Ab dem 01. Dezember stehen die Leitungen bereit, um Obdachlose vor einem Kältetod zu bewahren. Mit einem Anruf unter 0512 21447 können Passant*innen Leben retten: wenn Sie einen schlafenden Wohnunglosen auf der Straße sehen, zögern Sie bitte nicht, diesen anzusprechen. Fragen Sie ihn, ob es ihm gut geht und ob er Hilfe benötigt. Kommt Ihnen nach (Ab)sprache mit dem Obdachlosen die Situation alarmierend vor, rufen Sie bitte die dafür eigens eingerichtete Nummer des Innsbruck-Kältetelefons an. Mit diesem Warnruf setzen Sie eine Hilfskette in Gang, die gerade in kalten Zeiten Überleben sichert. Durch Ihre Verständigung wird die MÜG benachrichtigt, die sofort ausrückt, um die in der Kälte ausharrenden Menschen in der nächsten Notunterkunft unterzubringen. 


Die Wichtigkeit dieses neu eingerichteten Kältetelefons hebt der Innsbrucker Bürgermeister Georg Willi hervor: „Das Leben auf der Straße ist schwer und gerade in den Wintermonaten wird es gefährlich. Mit dem neuen Innsbrucker-Kältetelefon richten wir einen wichtigen Service ein.“ 


Innsbruck beschreitet auf Initiative der Grünen Gemeinderätin Zeliha Arslan ein neues Konzept, das es in dieser Form bisher noch nicht gab: „Kernaufgabe ist Vermittlung von freien Plätzen in Notschlafstellen. Neu hinzu kommt in diesem Jahr die Möglichkeit, auch Informationen bezüglich Tagesangeboten, Wärmestuben oder Suppenküchen einzuholen. Diese wichtigen Informationen werden auch an Kliniken, Behörden und weitere Institutionen weitergeleitet.“ Ein weiterer Erfolg ist die neue Zusammenarbeit mit den Tiroler Sozialen Diensten, die das Kältetelefon in diesem Jahr verwalten werden. „So ist es uns ermöglicht, auch außerhalb der Stadtgrenzen schnell zu helfen, denn durch diese Neuerung können bei Notfällen und Platzknappheit auch Notschlafstellen außerhalb von Innsbruck vermittelt werden“ so Arslan.
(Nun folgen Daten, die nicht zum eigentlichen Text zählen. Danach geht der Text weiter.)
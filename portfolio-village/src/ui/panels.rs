//! Info panel, 2D fallback cards and the on-screen touch controls

use bevy::prelude::*;

use portfolio::village::layout::LOCATION_INFO;
use portfolio::village::{FallbackReason, InputEvent, SceneMode};

use crate::game::{SceneInput, Village, DPAD_SIZE, JOYSTICK_SIZE, PAD_MARGIN};
use super::{spawn_button, HudState, HudUI, ViewToggleButton};

/// Characters of description shown on a fallback card
const CARD_PREVIEW_CHARS: usize = 150;

// ============================================================================
// INFO PANEL
// ============================================================================

#[derive(Component)]
pub struct InfoPanelRoot;

#[derive(Component)]
pub struct InfoTitle;

#[derive(Component)]
pub struct InfoBody;

#[derive(Component)]
pub struct InfoSkills;

#[derive(Component)]
pub struct CloseButton;

/// Panel lives for the whole session and is shown over either view.
pub fn setup_info_panel(mut commands: Commands) {
    commands.spawn((
        Node {
            position_type: PositionType::Absolute,
            right: Val::Px(16.0),
            bottom: Val::Px(16.0),
            width: Val::Px(380.0),
            padding: UiRect::all(Val::Px(16.0)),
            flex_direction: FlexDirection::Column,
            border: UiRect::all(Val::Px(2.0)),
            display: Display::None,
            ..default()
        },
        BorderColor(Color::srgb(1.0, 0.55, 0.1)),
        BackgroundColor(Color::srgba(0.05, 0.05, 0.08, 0.92)),
        GlobalZIndex(10),
        InfoPanelRoot,
    )).with_children(|parent| {
        parent.spawn((
            Text::new(""),
            TextFont {
                font_size: 22.0,
                ..default()
            },
            TextColor(Color::srgb(1.0, 0.55, 0.1)),
            InfoTitle,
        ));
        parent.spawn((
            Text::new(""),
            TextFont {
                font_size: 14.0,
                ..default()
            },
            TextColor(Color::srgb(0.85, 0.85, 0.9)),
            Node {
                margin: UiRect::vertical(Val::Px(10.0)),
                ..default()
            },
            InfoBody,
        ));
        parent.spawn((
            Text::new(""),
            TextFont {
                font_size: 13.0,
                ..default()
            },
            TextColor(Color::srgb(0.5, 0.85, 0.6)),
            InfoSkills,
        ));
        spawn_button(parent, "CLOSE", CloseButton);
    });
}

pub fn update_info_panel(
    time: Res<Time>,
    mut hud: ResMut<HudState>,
    mut root: Query<&mut Node, With<InfoPanelRoot>>,
    mut title: Query<&mut Text, (With<InfoTitle>, Without<InfoBody>, Without<InfoSkills>)>,
    mut body: Query<&mut Text, (With<InfoBody>, Without<InfoTitle>, Without<InfoSkills>)>,
    mut skills: Query<&mut Text, (With<InfoSkills>, Without<InfoTitle>, Without<InfoBody>)>,
) {
    if hud.panel.tick(time.elapsed_secs()) {
        debug!(location = ?hud.panel.active(), "Info panel shown");
    }

    let Ok(mut node) = root.get_single_mut() else {
        return;
    };

    let Some(info) = hud.panel.content() else {
        if node.display != Display::None {
            node.display = Display::None;
        }
        return;
    };

    node.display = Display::Flex;
    if let Ok(mut text) = title.get_single_mut() {
        if text.as_str() != info.title {
            **text = info.title.to_string();
            if let Ok(mut text) = body.get_single_mut() {
                **text = info.description.to_string();
            }
            if let Ok(mut text) = skills.get_single_mut() {
                **text = info.skills.join("  ·  ");
            }
        }
    }
}

pub fn handle_close_button(
    mut hud: ResMut<HudState>,
    interactions: Query<&Interaction, (Changed<Interaction>, With<CloseButton>)>,
) {
    for interaction in interactions.iter() {
        if *interaction == Interaction::Pressed {
            hud.panel.close();
        }
    }
}

// ============================================================================
// 2D FALLBACK
// ============================================================================

/// Fallback view root
#[derive(Component)]
pub struct FallbackUI;

/// Card for one location
#[derive(Component)]
pub struct LocationCard(pub &'static str);

fn fallback_heading(mode: SceneMode) -> &'static str {
    match mode {
        SceneMode::FallbackActive(FallbackReason::LoadFailed) => "The 3D village could not be loaded.",
        SceneMode::FallbackActive(FallbackReason::Timeout) => "The 3D village took too long to load.",
        SceneMode::FallbackActive(FallbackReason::RuntimeError) => "The 3D village stopped unexpectedly.",
        _ => "Exploring in 2D.",
    }
}

pub fn setup_fallback_ui(mut commands: Commands, village: Res<Village>) {
    let heading = fallback_heading(village.gate.mode());

    commands.spawn((
        Node {
            width: Val::Percent(100.0),
            height: Val::Percent(100.0),
            position_type: PositionType::Absolute,
            flex_direction: FlexDirection::Column,
            align_items: AlignItems::Center,
            padding: UiRect::all(Val::Px(24.0)),
            overflow: Overflow::scroll_y(),
            ..default()
        },
        BackgroundColor(Color::srgb(0.05, 0.05, 0.08)),
        FallbackUI,
    )).with_children(|parent| {
        parent.spawn((
            Text::new("KONOHA VILLAGE"),
            TextFont {
                font_size: 40.0,
                ..default()
            },
            TextColor(Color::srgb(1.0, 0.55, 0.1)),
        ));
        parent.spawn((
            Text::new(heading),
            TextFont {
                font_size: 16.0,
                ..default()
            },
            TextColor(Color::srgb(0.7, 0.7, 0.75)),
            Node {
                margin: UiRect::vertical(Val::Px(8.0)),
                ..default()
            },
        ));

        spawn_button(parent, "TRY 3D VIEW", ViewToggleButton);

        parent.spawn(Node {
            flex_direction: FlexDirection::Row,
            flex_wrap: FlexWrap::Wrap,
            justify_content: JustifyContent::Center,
            margin: UiRect::top(Val::Px(16.0)),
            ..default()
        }).with_children(|grid| {
            for info in LOCATION_INFO.iter() {
                grid.spawn((
                    Button,
                    Node {
                        width: Val::Px(300.0),
                        margin: UiRect::all(Val::Px(8.0)),
                        padding: UiRect::all(Val::Px(12.0)),
                        flex_direction: FlexDirection::Column,
                        border: UiRect::all(Val::Px(1.0)),
                        ..default()
                    },
                    BorderColor(Color::srgb(0.4, 0.4, 0.45)),
                    BackgroundColor(Color::srgb(0.1, 0.1, 0.13)),
                    LocationCard(info.id),
                )).with_children(|card| {
                    card.spawn((
                        Text::new(info.title),
                        TextFont {
                            font_size: 18.0,
                            ..default()
                        },
                        TextColor(Color::WHITE),
                    ));
                    card.spawn((
                        Text::new(info.preview(CARD_PREVIEW_CHARS)),
                        TextFont {
                            font_size: 13.0,
                            ..default()
                        },
                        TextColor(Color::srgb(0.75, 0.75, 0.8)),
                        Node {
                            margin: UiRect::vertical(Val::Px(6.0)),
                            ..default()
                        },
                    ));
                    card.spawn((
                        Text::new(info.skills.join(" · ")),
                        TextFont {
                            font_size: 12.0,
                            ..default()
                        },
                        TextColor(Color::srgb(0.5, 0.85, 0.6)),
                    ));
                });
            }
        });
    });
}

pub fn handle_card_clicks(
    time: Res<Time>,
    mut hud: ResMut<HudState>,
    mut cards: Query<(&Interaction, &LocationCard, &mut BorderColor), Changed<Interaction>>,
) {
    for (interaction, card, mut border) in cards.iter_mut() {
        match *interaction {
            Interaction::Pressed => hud.panel.select(card.0, time.elapsed_secs()),
            Interaction::Hovered => border.0 = Color::srgb(1.0, 0.55, 0.1),
            Interaction::None => border.0 = Color::srgb(0.4, 0.4, 0.45),
        }
    }
}

// ============================================================================
// TOUCH CONTROLS
// ============================================================================

/// Knob diameter on the joystick pad
const KNOB_SIZE: f32 = 64.0;

/// Direction button carrying its key identifier
#[derive(Component)]
pub struct DpadButton(pub &'static str);

/// Joystick knob, offset from the pad center
#[derive(Component)]
pub struct JoystickKnob;

/// Joystick pad bottom-left, D-pad bottom-right.
pub fn setup_touch_controls(mut commands: Commands) {
    commands.spawn((
        Node {
            position_type: PositionType::Absolute,
            left: Val::Px(PAD_MARGIN),
            bottom: Val::Px(PAD_MARGIN),
            width: Val::Px(JOYSTICK_SIZE),
            height: Val::Px(JOYSTICK_SIZE),
            ..default()
        },
        BorderRadius::MAX,
        BackgroundColor(Color::srgba(0.0, 0.0, 0.0, 0.2)),
        HudUI,
    )).with_children(|pad| {
        pad.spawn((
            Node {
                position_type: PositionType::Absolute,
                left: Val::Px((JOYSTICK_SIZE - KNOB_SIZE) / 2.0),
                top: Val::Px((JOYSTICK_SIZE - KNOB_SIZE) / 2.0),
                width: Val::Px(KNOB_SIZE),
                height: Val::Px(KNOB_SIZE),
                border: UiRect::all(Val::Px(2.0)),
                ..default()
            },
            BorderRadius::MAX,
            BorderColor(Color::srgba(1.0, 1.0, 1.0, 0.5)),
            BackgroundColor(Color::srgba(1.0, 1.0, 1.0, 0.3)),
            JoystickKnob,
        ));
    });

    let cell = DPAD_SIZE / 3.0;

    commands.spawn((
        Node {
            position_type: PositionType::Absolute,
            right: Val::Px(PAD_MARGIN),
            bottom: Val::Px(PAD_MARGIN),
            width: Val::Px(DPAD_SIZE),
            height: Val::Px(DPAD_SIZE),
            ..default()
        },
        HudUI,
    )).with_children(|pad| {
        for (key, label, col, row) in [
            ("w", "▲", 1.0, 0.0),
            ("a", "◀", 0.0, 1.0),
            ("d", "▶", 2.0, 1.0),
            ("s", "▼", 1.0, 2.0),
        ] {
            pad.spawn((
                Button,
                Node {
                    position_type: PositionType::Absolute,
                    left: Val::Px(col * cell),
                    top: Val::Px(row * cell),
                    width: Val::Px(cell),
                    height: Val::Px(cell),
                    justify_content: JustifyContent::Center,
                    align_items: AlignItems::Center,
                    ..default()
                },
                BackgroundColor(Color::srgba(1.0, 1.0, 1.0, 0.2)),
                DpadButton(key),
            )).with_children(|button| {
                button.spawn((
                    Text::new(label),
                    TextFont {
                        font_size: 18.0,
                        ..default()
                    },
                    TextColor(Color::WHITE),
                ));
            });
        }
    });
}

/// Held D-pad buttons become synthetic direction keys.
pub fn handle_dpad(
    mut village: ResMut<Village>,
    mut input: ResMut<SceneInput>,
    mut buttons: Query<(&Interaction, &DpadButton, &mut BackgroundColor), Changed<Interaction>>,
) {
    for (interaction, button, mut color) in buttons.iter_mut() {
        let pressed = *interaction == Interaction::Pressed;
        color.0 = if pressed {
            Color::srgba(1.0, 0.55, 0.1, 0.6)
        } else {
            Color::srgba(1.0, 1.0, 1.0, 0.2)
        };
        let flags = village.joystick.press(button.0, pressed);
        input.apply(InputEvent::Directions(flags));
    }
}

/// Follow the joystick knob; highlight it while a touch owns it.
pub fn update_joystick_knob(
    village: Res<Village>,
    mut knobs: Query<(&mut Node, &mut BorderColor), With<JoystickKnob>>,
) {
    let Ok((mut node, mut border)) = knobs.get_single_mut() else {
        return;
    };
    let (dx, dy) = village.joystick.knob();
    let rest = (JOYSTICK_SIZE - KNOB_SIZE) / 2.0;
    node.left = Val::Px(rest + dx);
    node.top = Val::Px(rest + dy);
    border.0 = if village.joystick.is_active() {
        Color::srgb(1.0, 0.55, 0.1)
    } else {
        Color::srgba(1.0, 1.0, 1.0, 0.5)
    };
}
Besonders erfreut zeigt sich auch die Grüne Klubobfrau Dr.in Renate Krammer-Stark über die Förderung des Bürgermeisters, der in diesem Jahr die gesamte Finanzierung des Kältetelefons aus seinem Budget bestreitet. „Gemeinsam können wir mit Bürgermeister Georg Willis Hilfe eine sozial-politische Maßnahme setzen, die es bei diesen Temperaturen, aber auch politisch kalten Zeiten so dringend benötigt.“

Das Kältetelefon ist 24 Stunden am Tag und 7 Tage in der Woche erreichbar. In Notsituationen gilt es trotzdem, die Rettung unter 144 zu alarmieren.